Exposition de l’écrivain et artiste peintre Mahi Binebine au Portugal Du 27 juillet au 30 septembre: Au Musée Archéologique de Silves A l’église de la Miséricorde Sives (Algarve, Portugal)
Karin Adrian v. Roques, Historiadora de arte
IMPRESSIONS D’ATELIER
Des masques expressifs posés sur des toiles, des couleurs d’une luminosité magique, voilà ce qui rend les tableaux de Mahi Binebine attirants et attachants. Mahi est un peintre, un poète. Ses tableaux racontent des histoires, ses histoires peignent des tableaux. Et ce avec une maîtrise remarquable, bien que sa carrière artistique soit encore jeune. Un rêve s’est mué en aventure initiatrice. Un rêve dans lequel Mabi Binebine revient sur les lieux de son enfance, une maison au Maroc. Il décrit ce rêve à un ami espagnol dans une lettre qu’il n’enverra pas, et qui deviendra, une année plus tard, la première page du “Sommeil de l’esclave”, son premier roman. Tout a un début. Quelque chose vient d’éclore, cherche à s’exprimer. Le désir gardé secret de devenir artiste se réalise.

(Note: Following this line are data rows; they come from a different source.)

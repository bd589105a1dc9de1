//! Database query timeout helpers
//!
//! Wraps store operations with deadlines so a stalled connection fails the
//! request instead of hanging it.

use std::time::Duration;

use tokio::time::timeout;

/// Default timeout for database queries (5 seconds)
pub const DEFAULT_QUERY_TIMEOUT: Duration = Duration::from_secs(5);

/// Error type for timeout operations
#[derive(Debug, thiserror::Error)]
pub enum TimeoutError {
    /// Operation timed out
    #[error("Database operation timed out after {0:?}")]
    Timeout(Duration),

    /// Database error
    #[error("Database error: {0}")]
    Database(#[from] sqlx::Error),
}

/// Result type for timeout operations
pub type TimeoutResult<T> = Result<T, TimeoutError>;

/// Execute a query with an explicit timeout
pub async fn with_timeout<F, T>(duration: Duration, future: F) -> TimeoutResult<T>
where
    F: std::future::Future<Output = Result<T, sqlx::Error>>,
{
    match timeout(duration, future).await {
        Ok(Ok(result)) => Ok(result),
        Ok(Err(err)) => Err(TimeoutError::Database(err)),
        Err(_) => Err(TimeoutError::Timeout(duration)),
    }
}

/// Execute a query with the default timeout
pub async fn with_default_timeout<F, T>(future: F) -> TimeoutResult<T>
where
    F: std::future::Future<Output = Result<T, sqlx::Error>>,
{
    with_timeout(DEFAULT_QUERY_TIMEOUT, future).await
}
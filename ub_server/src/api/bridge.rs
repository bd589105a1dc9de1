//! HTML bridge pages for emailed links.
//!
//! Verification and reset emails link to these pages, which hand the
//! token to the JSON API from the browser. The pages are deliberately
//! tiny: a heading, a status line, and a script that posts the token.

use axum::extract::Query;
use axum::http::StatusCode;
use axum::response::Html;
use serde::Deserialize;

#[derive(Debug, Deserialize)]
pub struct BridgeParams {
    pub token: String,
}

/// Tokens travel as URL-safe JWT text; anything else is rejected before
/// it can be embedded in markup.
fn is_token_safe(token: &str) -> bool {
    !token.is_empty()
        && token
            .chars()
            .all(|c| c.is_ascii_alphanumeric() || matches!(c, '.' | '_' | '-'))
}

/// Landing page for emailed verification links
pub async fn verification_page(
    Query(params): Query<BridgeParams>,
) -> Result<Html<String>, StatusCode> {
    if !is_token_safe(&params.token) {
        return Err(StatusCode::BAD_REQUEST);
    }

    Ok(Html(verification_bridge_page(&params.token)))
}

/// Landing page for emailed password reset links
pub async fn reset_page(Query(params): Query<BridgeParams>) -> Result<Html<String>, StatusCode> {
    if !is_token_safe(&params.token) {
        return Err(StatusCode::BAD_REQUEST);
    }

    Ok(Html(reset_bridge_page(&params.token)))
}

fn verification_bridge_page(token: &str) -> String {
    format!(
        r#"<!DOCTYPE html>
<html>
<head><meta charset="utf-8"><title>Confirm your email</title></head>
<body>
  <h1>Confirm your email</h1>
  <p id="status">Confirming...</p>
  <script>
    fetch("/api/auth/verify-email", {{
      method: "POST",
      headers: {{ "Content-Type": "application/json" }},
      body: JSON.stringify({{ token: "{token}" }})
    }})
      .then((response) => response.json().then((body) => {{
        document.getElementById("status").textContent =
          response.ok ? body.message : body.error;
      }}))
      .catch(() => {{
        document.getElementById("status").textContent = "Something went wrong";
      }});
  </script>
</body>
</html>
"#
    )
}

fn reset_bridge_page(token: &str) -> String {
    format!(
        r#"<!DOCTYPE html>
<html>
<head><meta charset="utf-8"><title>Reset your password</title></head>
<body>
  <h1>Reset your password</h1>
  <form id="reset-form">
    <input type="password" id="password" placeholder="New password" required>
    <button type="submit">Reset password</button>
  </form>
  <p id="status"></p>
  <script>
    document.getElementById("reset-form").addEventListener("submit", (event) => {{
      event.preventDefault();
      fetch("/api/auth/reset-password", {{
        method: "POST",
        headers: {{ "Content-Type": "application/json" }},
        body: JSON.stringify({{
          token: "{token}",
          password: document.getElementById("password").value
        }})
      }})
        .then((response) => response.json().then((body) => {{
          document.getElementById("status").textContent =
            response.ok ? body.message : body.error;
        }}))
        .catch(() => {{
          document.getElementById("status").textContent = "Something went wrong";
        }});
    }});
  </script>
</body>
</html>
"#
    )
}
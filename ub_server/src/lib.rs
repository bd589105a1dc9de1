//! HTTP server library for the userbase account service.
//!
//! Exposes the router, configuration, logging, and metrics so the binary
//! and the integration tests share one wiring path.

pub mod api;
pub mod config;
pub mod logging;
pub mod metrics;
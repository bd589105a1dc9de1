//! User profile handlers.

use axum::{Extension, Json};
use serde::Serialize;
use userbase::auth::User;

#[derive(Debug, Serialize)]
pub struct ProfileResponse {
    pub id: i64,
    pub email: String,
    pub username: String,
}

/// The authenticated user's own profile
pub async fn me(Extension(user): Extension<User>) -> Json<ProfileResponse> {
    Json(ProfileResponse {
        id: user.id,
        email: user.email,
        username: user.username,
    })
}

Ce sont les souvenirs de ses origines au Maroc, de cette lumière ineffable, de ces couleurs vives, mêlés aux empreintes du monde occidental dans lequel il vit maintenant le Vieux Monde avec l’Europe et Paris, le Nouveau Monde, avec l’Amérique et New York , qui constituent la substance de ses romans et tableaux.
L’écriture l’a amené à la peinture. L’écriture ne peut pas toujours tout exprimer. Comment décrire avec des mots les couleurs de Marrakech, la ville où Mahi Binebine a grandi? Ce rouge bien singulier dans lequel Marrakech semble s’immerger, la “couleur officielle de la ville” comme il l’appelle. Et, à côté de cette couleur de feu, on trouve le bleu de cobalt qui hante son esprit. Était-ce celui des “Jardins Majorelle”? Ces jardins sont vraiment bleus bleus !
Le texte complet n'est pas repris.